* [WHAT YOU HAVE TO DO]: Once you find a line containing the word "Monitoring" in the entries below, copy it.

--------------------------------------------------

//! # Core Type Definitions
//!
//! This module contains the value types shared by every layer of Stackforge:
//! - Stack descriptors and installation profiles (`StackDescriptor`, `InstallationProfile`)
//! - Stack and resource classification (`Category`, `ResourceKind`)
//! - Per-run outcomes (`DeploymentStatus`, `DeploymentResult`)
//! - Error types (`StackforgeError`)
//!
//! ## Determinism Guarantees
//!
//! Descriptors are `'static` data defined once in the catalog table.
//! Everything that needs ordering implements `Ord` so it can live in
//! `BTreeMap`/`BTreeSet`.

use serde::{Deserialize, Serialize};
use std::fmt;
use thiserror::Error;

// =============================================================================
// CLASSIFICATION
// =============================================================================

/// Broad role of a stack inside an installation.
#[derive(Debug, Clone, Copy, PartialEq, Eq, PartialOrd, Ord, Hash, Serialize, Deserialize)]
#[serde(rename_all = "lowercase")]
pub enum Category {
    /// Ingress, management UI and other cluster plumbing.
    Infrastructure,
    /// Stateful data services other stacks connect to.
    Database,
    /// End-user applications.
    Application,
    /// Metrics, dashboards and log viewers.
    Monitoring,
}

impl Category {
    /// Get the lowercase name of the category.
    #[must_use]
    pub const fn name(self) -> &'static str {
        match self {
            Self::Infrastructure => "infrastructure",
            Self::Database => "database",
            Self::Application => "application",
            Self::Monitoring => "monitoring",
        }
    }
}

impl fmt::Display for Category {
    fn fmt(&self, f: &mut fmt::Formatter<'_>) -> fmt::Result {
        f.write_str(self.name())
    }
}

/// Kind of shared cluster object a stack references as `external`.
#[derive(Debug, Clone, Copy, PartialEq, Eq, PartialOrd, Ord, Hash, Serialize, Deserialize)]
#[serde(rename_all = "lowercase")]
pub enum ResourceKind {
    Network,
    Volume,
    Config,
}

impl ResourceKind {
    /// Get the lowercase name of the resource kind.
    #[must_use]
    pub const fn name(self) -> &'static str {
        match self {
            Self::Network => "network",
            Self::Volume => "volume",
            Self::Config => "config",
        }
    }
}

impl fmt::Display for ResourceKind {
    fn fmt(&self, f: &mut fmt::Formatter<'_>) -> fmt::Result {
        f.write_str(self.name())
    }
}

// =============================================================================
// STACK DESCRIPTOR
// =============================================================================

/// Static description of one deployable stack.
///
/// Descriptors are defined once in the catalog table and are read-only
/// thereafter. The `const fn` builders allow the whole table to be built at
/// compile time.
#[derive(Debug, Clone, PartialEq, Eq)]
pub struct StackDescriptor {
    /// Unique, immutable identifier (also the cluster stack name).
    pub id: &'static str,
    /// Role of the stack.
    pub category: Category,
    /// Human description.
    pub description: &'static str,
    /// Default domain-name label of the public service.
    pub domain_prefix: &'static str,
    /// Default domain-name label of a secondary console, if any.
    pub console_prefix: Option<&'static str>,
    /// Ids of stacks that must be deployed first.
    pub dependencies: &'static [&'static str],
    /// External volumes referenced by the manifest.
    pub required_volumes: &'static [&'static str],
    /// External networks referenced by the manifest.
    pub required_networks: &'static [&'static str],
    /// External named configs referenced by the manifest.
    pub required_configs: &'static [&'static str],
}

impl StackDescriptor {
    /// Create a descriptor whose domain prefix equals its id and which has
    /// no dependencies or resources.
    #[must_use]
    pub const fn new(id: &'static str, category: Category, description: &'static str) -> Self {
        Self {
            id,
            category,
            description,
            domain_prefix: id,
            console_prefix: None,
            dependencies: &[],
            required_volumes: &[],
            required_networks: &[],
            required_configs: &[],
        }
    }

    #[must_use]
    pub const fn prefix(mut self, prefix: &'static str) -> Self {
        self.domain_prefix = prefix;
        self
    }

    #[must_use]
    pub const fn console(mut self, prefix: &'static str) -> Self {
        self.console_prefix = Some(prefix);
        self
    }

    #[must_use]
    pub const fn depends_on(mut self, ids: &'static [&'static str]) -> Self {
        self.dependencies = ids;
        self
    }

    #[must_use]
    pub const fn volumes(mut self, names: &'static [&'static str]) -> Self {
        self.required_volumes = names;
        self
    }

    #[must_use]
    pub const fn networks(mut self, names: &'static [&'static str]) -> Self {
        self.required_networks = names;
        self
    }

    #[must_use]
    pub const fn configs(mut self, names: &'static [&'static str]) -> Self {
        self.required_configs = names;
        self
    }

    /// All shared resources this stack needs, networks first, then volumes,
    /// then configs.
    pub fn required_resources(&self) -> impl Iterator<Item = (ResourceKind, &'static str)> + '_ {
        let networks = self
            .required_networks
            .iter()
            .map(|n| (ResourceKind::Network, *n));
        let volumes = self
            .required_volumes
            .iter()
            .map(|v| (ResourceKind::Volume, *v));
        let configs = self
            .required_configs
            .iter()
            .map(|c| (ResourceKind::Config, *c));
        networks.chain(volumes).chain(configs)
    }
}

// =============================================================================
// INSTALLATION PROFILE
// =============================================================================

/// A named, ordered selection of stacks representing a canned install size.
#[derive(Debug, Clone, Copy, PartialEq, Eq)]
pub struct InstallationProfile {
    pub name: &'static str,
    pub description: &'static str,
    pub stacks: &'static [&'static str],
}

// =============================================================================
// DEPLOYMENT RESULT
// =============================================================================

/// Outcome of one stack within an installation run.
#[derive(Debug, Clone, Copy, PartialEq, Eq, Serialize, Deserialize)]
#[serde(rename_all = "kebab-case")]
pub enum DeploymentStatus {
    Deployed,
    Failed,
    /// The catalog knows the stack but no manifest variant exists for it.
    SkippedUnimplemented,
    /// The run was cancelled before this stack was started.
    Cancelled,
}

impl fmt::Display for DeploymentStatus {
    fn fmt(&self, f: &mut fmt::Formatter<'_>) -> fmt::Result {
        f.write_str(match self {
            Self::Deployed => "deployed",
            Self::Failed => "failed",
            Self::SkippedUnimplemented => "skipped-unimplemented",
            Self::Cancelled => "cancelled",
        })
    }
}

/// Per-stack record collected for the final run summary. Never persisted.
#[derive(Debug, Clone, PartialEq, Eq, Serialize, Deserialize)]
pub struct DeploymentResult {
    pub id: String,
    pub status: DeploymentStatus,
    /// Error detail or a warning for the operator.
    #[serde(skip_serializing_if = "Option::is_none")]
    pub detail: Option<String>,
    /// Which backend performed the deployment.
    #[serde(skip_serializing_if = "Option::is_none")]
    pub backend: Option<String>,
    /// `Some(false)` means the readiness check timed out (a warning only).
    #[serde(skip_serializing_if = "Option::is_none")]
    pub ready: Option<bool>,
    #[serde(skip_serializing_if = "Option::is_none")]
    pub fingerprint: Option<String>,
}

impl DeploymentResult {
    fn with_status(id: impl Into<String>, status: DeploymentStatus) -> Self {
        Self {
            id: id.into(),
            status,
            detail: None,
            backend: None,
            ready: None,
            fingerprint: None,
        }
    }

    #[must_use]
    pub fn deployed(id: impl Into<String>, backend: impl Into<String>) -> Self {
        let mut result = Self::with_status(id, DeploymentStatus::Deployed);
        result.backend = Some(backend.into());
        result
    }

    #[must_use]
    pub fn failed(id: impl Into<String>, detail: impl Into<String>) -> Self {
        let mut result = Self::with_status(id, DeploymentStatus::Failed);
        result.detail = Some(detail.into());
        result
    }

    #[must_use]
    pub fn skipped_unimplemented(id: impl Into<String>) -> Self {
        let mut result = Self::with_status(id, DeploymentStatus::SkippedUnimplemented);
        result.detail = Some("no manifest variant for this stack".to_string());
        result
    }

    #[must_use]
    pub fn cancelled(id: impl Into<String>) -> Self {
        let mut result = Self::with_status(id, DeploymentStatus::Cancelled);
        result.detail = Some("cancelled before start".to_string());
        result
    }

    #[must_use]
    pub fn ready(mut self) -> Self {
        self.ready = Some(true);
        self
    }

    /// Record a readiness timeout. It stays a warning: the status is left
    /// untouched.
    #[must_use]
    pub fn not_ready(mut self, warning: impl Into<String>) -> Self {
        self.ready = Some(false);
        self.detail = Some(warning.into());
        self
    }

    #[must_use]
    pub fn with_fingerprint(mut self, fingerprint: Option<String>) -> Self {
        self.fingerprint = fingerprint;
        self
    }

    #[must_use]
    pub fn is_failure(&self) -> bool {
        self.status == DeploymentStatus::Failed
    }
}

// =============================================================================
// ERROR TYPES
// =============================================================================

/// Errors raised by the planning layer.
///
/// Catalog-configuration errors (`UnknownDependency`, `DependencyCycle`,
/// `DuplicateStack`) are fatal and surface before any side effect.
#[derive(Debug, Clone, PartialEq, Eq, Error)]
pub enum StackforgeError {
    /// A requested stack id is not in the catalog.
    #[error("Unknown stack: {0}")]
    UnknownStack(String),

    /// A descriptor references a dependency id that is not in the catalog.
    #[error("Stack '{stack}' depends on unknown stack '{dependency}'")]
    UnknownDependency { stack: String, dependency: String },

    /// A stack transitively depends on itself. The path starts and ends
    /// with the same id.
    #[error("Dependency cycle: {}", .cycle.join(" -> "))]
    DependencyCycle { cycle: Vec<String> },

    /// Two descriptors share an id.
    #[error("Duplicate stack id: {0}")]
    DuplicateStack(String),

    /// The requested installation profile does not exist.
    #[error("Unknown profile: {0}")]
    UnknownProfile(String),

    /// The catalog knows the stack but no manifest variant exists for it.
    #[error("No manifest variant for stack: {0}")]
    Unimplemented(String),

    /// A manifest needs a secret that has not been generated yet.
    #[error("Stack '{stack}' needs secret '{key}' which is not in the deployment config")]
    MissingSecret { stack: String, key: String },

    /// A required global setting (base domain, contact email) is absent.
    #[error("Missing configuration value '{0}'")]
    MissingSetting(String),

    /// Rendering a manifest to text failed.
    #[error("Serialization error: {0}")]
    Serialization(String),
}

// =============================================================================
// TESTS
// =============================================================================

#[cfg(test)]
mod tests {
    use super::*;

    const SAMPLE: StackDescriptor = StackDescriptor::new("minio", Category::Database, "S3")
        .console("console.minio")
        .networks(&["externa", "interna"])
        .volumes(&["minio_data"])
        .configs(&["config_minio"]);

    #[test]
    fn descriptor_prefix_defaults_to_id() {
        assert_eq!(SAMPLE.domain_prefix, "minio");
        assert_eq!(SAMPLE.console_prefix, Some("console.minio"));
    }

    #[test]
    fn required_resources_are_grouped_by_kind() {
        let resources: Vec<_> = SAMPLE.required_resources().collect();
        assert_eq!(
            resources,
            vec![
                (ResourceKind::Network, "externa"),
                (ResourceKind::Network, "interna"),
                (ResourceKind::Volume, "minio_data"),
                (ResourceKind::Config, "config_minio"),
            ]
        );
    }

    #[test]
    fn cycle_error_names_the_path() {
        let err = StackforgeError::DependencyCycle {
            cycle: vec!["a".into(), "b".into(), "a".into()],
        };
        assert_eq!(err.to_string(), "Dependency cycle: a -> b -> a");
    }

    #[test]
    fn readiness_timeout_is_a_warning_not_a_failure() {
        let result = DeploymentResult::deployed("grafana", "cli").not_ready("not ready after 60s");
        assert_eq!(result.status, DeploymentStatus::Deployed);
        assert!(!result.is_failure());
        assert_eq!(result.ready, Some(false));
        assert!(result.detail.is_some_and(|d| d.contains("60s")));

        let ready = DeploymentResult::deployed("grafana", "cli").ready();
        assert_eq!(ready.ready, Some(true));
        assert!(ready.detail.is_none());
    }

    #[test]
    fn status_serializes_kebab_case() {
        let json = serde_yaml::to_string(&DeploymentStatus::SkippedUnimplemented)
            .expect("serialize status");
        assert_eq!(json.trim(), "skipped-unimplemented");
    }
}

--------------------------------------------------

* [RESPONSE TO THIS EXERCISE]:
    Monitoring,
            Self::Monitoring => "monitoring",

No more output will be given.